[Stored data entries]
———

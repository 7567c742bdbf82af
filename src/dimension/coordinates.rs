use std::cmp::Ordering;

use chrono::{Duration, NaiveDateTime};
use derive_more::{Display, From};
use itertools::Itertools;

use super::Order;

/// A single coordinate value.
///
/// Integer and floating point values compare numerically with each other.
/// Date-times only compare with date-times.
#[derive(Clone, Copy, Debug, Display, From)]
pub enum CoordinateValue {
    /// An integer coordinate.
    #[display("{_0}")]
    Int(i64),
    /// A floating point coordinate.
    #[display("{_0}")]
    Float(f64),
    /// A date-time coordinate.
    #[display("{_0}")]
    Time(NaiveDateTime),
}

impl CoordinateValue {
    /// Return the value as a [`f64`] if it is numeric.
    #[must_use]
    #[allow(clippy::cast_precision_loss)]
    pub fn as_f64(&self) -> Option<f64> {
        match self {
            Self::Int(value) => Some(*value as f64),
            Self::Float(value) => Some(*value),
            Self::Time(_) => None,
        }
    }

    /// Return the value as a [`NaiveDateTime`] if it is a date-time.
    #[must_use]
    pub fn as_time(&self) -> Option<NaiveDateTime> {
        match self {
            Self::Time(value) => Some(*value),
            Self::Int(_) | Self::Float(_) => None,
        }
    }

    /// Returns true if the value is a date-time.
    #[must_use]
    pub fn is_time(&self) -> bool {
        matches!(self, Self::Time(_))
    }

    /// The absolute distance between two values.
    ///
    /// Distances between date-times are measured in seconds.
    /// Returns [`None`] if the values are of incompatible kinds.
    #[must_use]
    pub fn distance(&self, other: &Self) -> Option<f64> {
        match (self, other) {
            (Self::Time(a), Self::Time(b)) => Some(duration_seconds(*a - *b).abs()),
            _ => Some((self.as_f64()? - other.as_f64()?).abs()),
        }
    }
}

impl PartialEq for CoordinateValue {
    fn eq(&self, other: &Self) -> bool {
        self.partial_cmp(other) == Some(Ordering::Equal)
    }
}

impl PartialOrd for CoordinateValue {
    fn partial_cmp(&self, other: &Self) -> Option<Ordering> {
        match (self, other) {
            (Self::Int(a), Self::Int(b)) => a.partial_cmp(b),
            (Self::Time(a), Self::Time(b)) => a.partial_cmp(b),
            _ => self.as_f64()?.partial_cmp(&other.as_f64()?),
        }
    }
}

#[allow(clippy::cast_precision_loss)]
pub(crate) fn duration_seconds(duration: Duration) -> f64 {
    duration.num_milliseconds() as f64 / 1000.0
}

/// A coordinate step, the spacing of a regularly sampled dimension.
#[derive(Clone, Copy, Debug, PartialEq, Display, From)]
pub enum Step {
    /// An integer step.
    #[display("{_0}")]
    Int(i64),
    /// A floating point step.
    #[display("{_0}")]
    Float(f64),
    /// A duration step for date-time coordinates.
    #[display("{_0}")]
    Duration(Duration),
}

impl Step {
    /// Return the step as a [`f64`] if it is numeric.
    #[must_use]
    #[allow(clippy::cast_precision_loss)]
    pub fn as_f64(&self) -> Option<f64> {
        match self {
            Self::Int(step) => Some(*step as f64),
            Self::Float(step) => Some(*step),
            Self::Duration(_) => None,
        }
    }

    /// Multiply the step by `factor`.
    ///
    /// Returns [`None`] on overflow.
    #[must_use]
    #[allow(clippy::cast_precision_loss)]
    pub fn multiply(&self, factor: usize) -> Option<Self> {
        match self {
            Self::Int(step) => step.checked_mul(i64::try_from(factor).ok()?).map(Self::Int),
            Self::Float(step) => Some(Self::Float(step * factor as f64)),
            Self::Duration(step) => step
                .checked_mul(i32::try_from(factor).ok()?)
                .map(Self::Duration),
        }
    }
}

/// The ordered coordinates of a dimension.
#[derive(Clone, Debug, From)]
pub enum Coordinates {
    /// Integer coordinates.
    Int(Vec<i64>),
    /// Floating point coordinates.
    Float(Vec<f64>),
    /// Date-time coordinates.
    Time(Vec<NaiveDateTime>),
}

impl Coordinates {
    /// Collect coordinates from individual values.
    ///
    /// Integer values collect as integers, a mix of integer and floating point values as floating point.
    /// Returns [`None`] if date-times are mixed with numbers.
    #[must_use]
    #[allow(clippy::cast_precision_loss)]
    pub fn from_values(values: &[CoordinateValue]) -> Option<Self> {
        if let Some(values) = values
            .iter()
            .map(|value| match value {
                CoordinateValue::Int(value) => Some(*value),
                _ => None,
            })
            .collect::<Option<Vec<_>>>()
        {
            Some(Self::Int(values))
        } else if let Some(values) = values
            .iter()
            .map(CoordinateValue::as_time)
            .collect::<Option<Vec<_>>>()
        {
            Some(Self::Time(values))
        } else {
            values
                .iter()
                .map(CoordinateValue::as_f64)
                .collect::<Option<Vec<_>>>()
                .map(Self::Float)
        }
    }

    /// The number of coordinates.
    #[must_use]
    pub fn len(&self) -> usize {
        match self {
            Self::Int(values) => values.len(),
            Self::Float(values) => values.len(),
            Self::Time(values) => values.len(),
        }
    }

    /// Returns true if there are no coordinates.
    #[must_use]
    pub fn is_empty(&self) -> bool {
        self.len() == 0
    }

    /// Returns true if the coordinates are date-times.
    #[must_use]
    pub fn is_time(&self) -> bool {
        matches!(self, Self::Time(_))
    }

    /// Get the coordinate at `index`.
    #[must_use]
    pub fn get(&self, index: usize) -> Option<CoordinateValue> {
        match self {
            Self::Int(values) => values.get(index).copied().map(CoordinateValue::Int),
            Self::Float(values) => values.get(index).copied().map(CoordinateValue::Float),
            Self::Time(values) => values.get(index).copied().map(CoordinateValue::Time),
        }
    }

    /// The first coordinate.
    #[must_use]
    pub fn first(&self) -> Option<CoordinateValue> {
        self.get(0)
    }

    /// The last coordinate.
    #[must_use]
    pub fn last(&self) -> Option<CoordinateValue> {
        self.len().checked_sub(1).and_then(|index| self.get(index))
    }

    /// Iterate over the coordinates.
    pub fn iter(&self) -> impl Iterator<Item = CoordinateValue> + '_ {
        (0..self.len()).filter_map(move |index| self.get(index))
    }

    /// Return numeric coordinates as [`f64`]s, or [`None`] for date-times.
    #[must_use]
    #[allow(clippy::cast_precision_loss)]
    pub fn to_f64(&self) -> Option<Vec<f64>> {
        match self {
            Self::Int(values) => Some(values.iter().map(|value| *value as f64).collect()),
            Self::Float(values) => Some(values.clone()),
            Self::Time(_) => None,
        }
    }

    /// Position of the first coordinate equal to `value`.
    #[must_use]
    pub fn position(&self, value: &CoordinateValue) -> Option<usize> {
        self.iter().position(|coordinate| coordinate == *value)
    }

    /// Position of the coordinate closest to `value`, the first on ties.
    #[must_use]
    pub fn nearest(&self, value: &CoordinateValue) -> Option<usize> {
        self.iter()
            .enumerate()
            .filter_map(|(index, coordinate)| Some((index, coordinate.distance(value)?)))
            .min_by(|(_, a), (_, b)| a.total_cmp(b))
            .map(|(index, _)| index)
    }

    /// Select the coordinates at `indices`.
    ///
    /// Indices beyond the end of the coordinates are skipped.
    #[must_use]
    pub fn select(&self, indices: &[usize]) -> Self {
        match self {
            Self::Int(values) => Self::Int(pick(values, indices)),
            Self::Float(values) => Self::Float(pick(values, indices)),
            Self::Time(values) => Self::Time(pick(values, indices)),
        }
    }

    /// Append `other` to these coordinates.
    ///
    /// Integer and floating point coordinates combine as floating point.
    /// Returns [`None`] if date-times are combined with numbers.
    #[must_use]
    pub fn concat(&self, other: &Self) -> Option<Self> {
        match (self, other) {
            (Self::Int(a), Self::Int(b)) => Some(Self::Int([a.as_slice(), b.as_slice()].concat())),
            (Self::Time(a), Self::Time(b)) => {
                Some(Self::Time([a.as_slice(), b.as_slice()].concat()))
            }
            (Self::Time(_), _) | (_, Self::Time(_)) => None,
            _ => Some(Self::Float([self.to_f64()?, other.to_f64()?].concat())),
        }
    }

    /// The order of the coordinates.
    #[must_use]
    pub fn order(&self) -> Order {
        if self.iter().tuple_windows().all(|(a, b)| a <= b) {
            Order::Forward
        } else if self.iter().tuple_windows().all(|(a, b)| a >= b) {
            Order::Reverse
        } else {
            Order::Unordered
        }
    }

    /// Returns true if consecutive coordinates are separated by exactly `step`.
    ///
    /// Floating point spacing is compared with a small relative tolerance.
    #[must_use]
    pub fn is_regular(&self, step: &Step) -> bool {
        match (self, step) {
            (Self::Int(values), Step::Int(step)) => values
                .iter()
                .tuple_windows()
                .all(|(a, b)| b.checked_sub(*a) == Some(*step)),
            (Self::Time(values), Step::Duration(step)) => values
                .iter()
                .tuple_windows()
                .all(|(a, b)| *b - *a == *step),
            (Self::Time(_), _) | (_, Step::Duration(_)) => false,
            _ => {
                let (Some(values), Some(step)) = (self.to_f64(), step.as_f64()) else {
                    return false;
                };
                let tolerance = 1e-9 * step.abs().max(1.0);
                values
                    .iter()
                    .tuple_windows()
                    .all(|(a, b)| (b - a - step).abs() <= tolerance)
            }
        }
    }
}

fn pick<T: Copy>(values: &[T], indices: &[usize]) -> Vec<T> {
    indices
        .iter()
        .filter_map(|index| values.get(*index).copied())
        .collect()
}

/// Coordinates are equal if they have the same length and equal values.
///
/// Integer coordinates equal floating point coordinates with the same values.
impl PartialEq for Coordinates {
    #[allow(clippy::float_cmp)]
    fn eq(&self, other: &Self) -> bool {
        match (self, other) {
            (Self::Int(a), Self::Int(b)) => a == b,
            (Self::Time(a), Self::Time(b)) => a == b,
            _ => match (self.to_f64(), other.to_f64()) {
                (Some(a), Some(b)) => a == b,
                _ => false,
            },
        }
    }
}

———

- **What you need to do**
In the entries above, find the line with "combined with numbers." and the line with "impl PartialEq for Coordinates", then restate word for word both of them and every line between, with nothing more.

- **Answer section**
    /// Returns [`None`] if date-times are combined with numbers.
    #[must_use]
    pub fn concat(&self, other: &Self) -> Option<Self> {
        match (self, other) {
            (Self::Int(a), Self::Int(b)) => Some(Self::Int([a.as_slice(), b.as_slice()].concat())),
            (Self::Time(a), Self::Time(b)) => {
                Some(Self::Time([a.as_slice(), b.as_slice()].concat()))
            }
            (Self::Time(_), _) | (_, Self::Time(_)) => None,
            _ => Some(Self::Float([self.to_f64()?, other.to_f64()?].concat())),
        }
    }

    /// The order of the coordinates.
    #[must_use]
    pub fn order(&self) -> Order {
        if self.iter().tuple_windows().all(|(a, b)| a <= b) {
            Order::Forward
        } else if self.iter().tuple_windows().all(|(a, b)| a >= b) {
            Order::Reverse
        } else {
            Order::Unordered
        }
    }

    /// Returns true if consecutive coordinates are separated by exactly `step`.
    ///
    /// Floating point spacing is compared with a small relative tolerance.
    #[must_use]
    pub fn is_regular(&self, step: &Step) -> bool {
        match (self, step) {
            (Self::Int(values), Step::Int(step)) => values
                .iter()
                .tuple_windows()
                .all(|(a, b)| b.checked_sub(*a) == Some(*step)),
            (Self::Time(values), Step::Duration(step)) => values
                .iter()
                .tuple_windows()
                .all(|(a, b)| *b - *a == *step),
            (Self::Time(_), _) | (_, Step::Duration(_)) => false,
            _ => {
                let (Some(values), Some(step)) = (self.to_f64(), step.as_f64()) else {
                    return false;
                };
                let tolerance = 1e-9 * step.abs().max(1.0);
                values
                    .iter()
                    .tuple_windows()
                    .all(|(a, b)| (b - a - step).abs() <= tolerance)
            }
        }
    }
}

fn pick<T: Copy>(values: &[T], indices: &[usize]) -> Vec<T> {
    indices
        .iter()
        .filter_map(|index| values.get(*index).copied())
        .collect()
}

/// Coordinates are equal if they have the same length and equal values.
///
/// Integer coordinates equal floating point coordinates with the same values.
impl PartialEq for Coordinates {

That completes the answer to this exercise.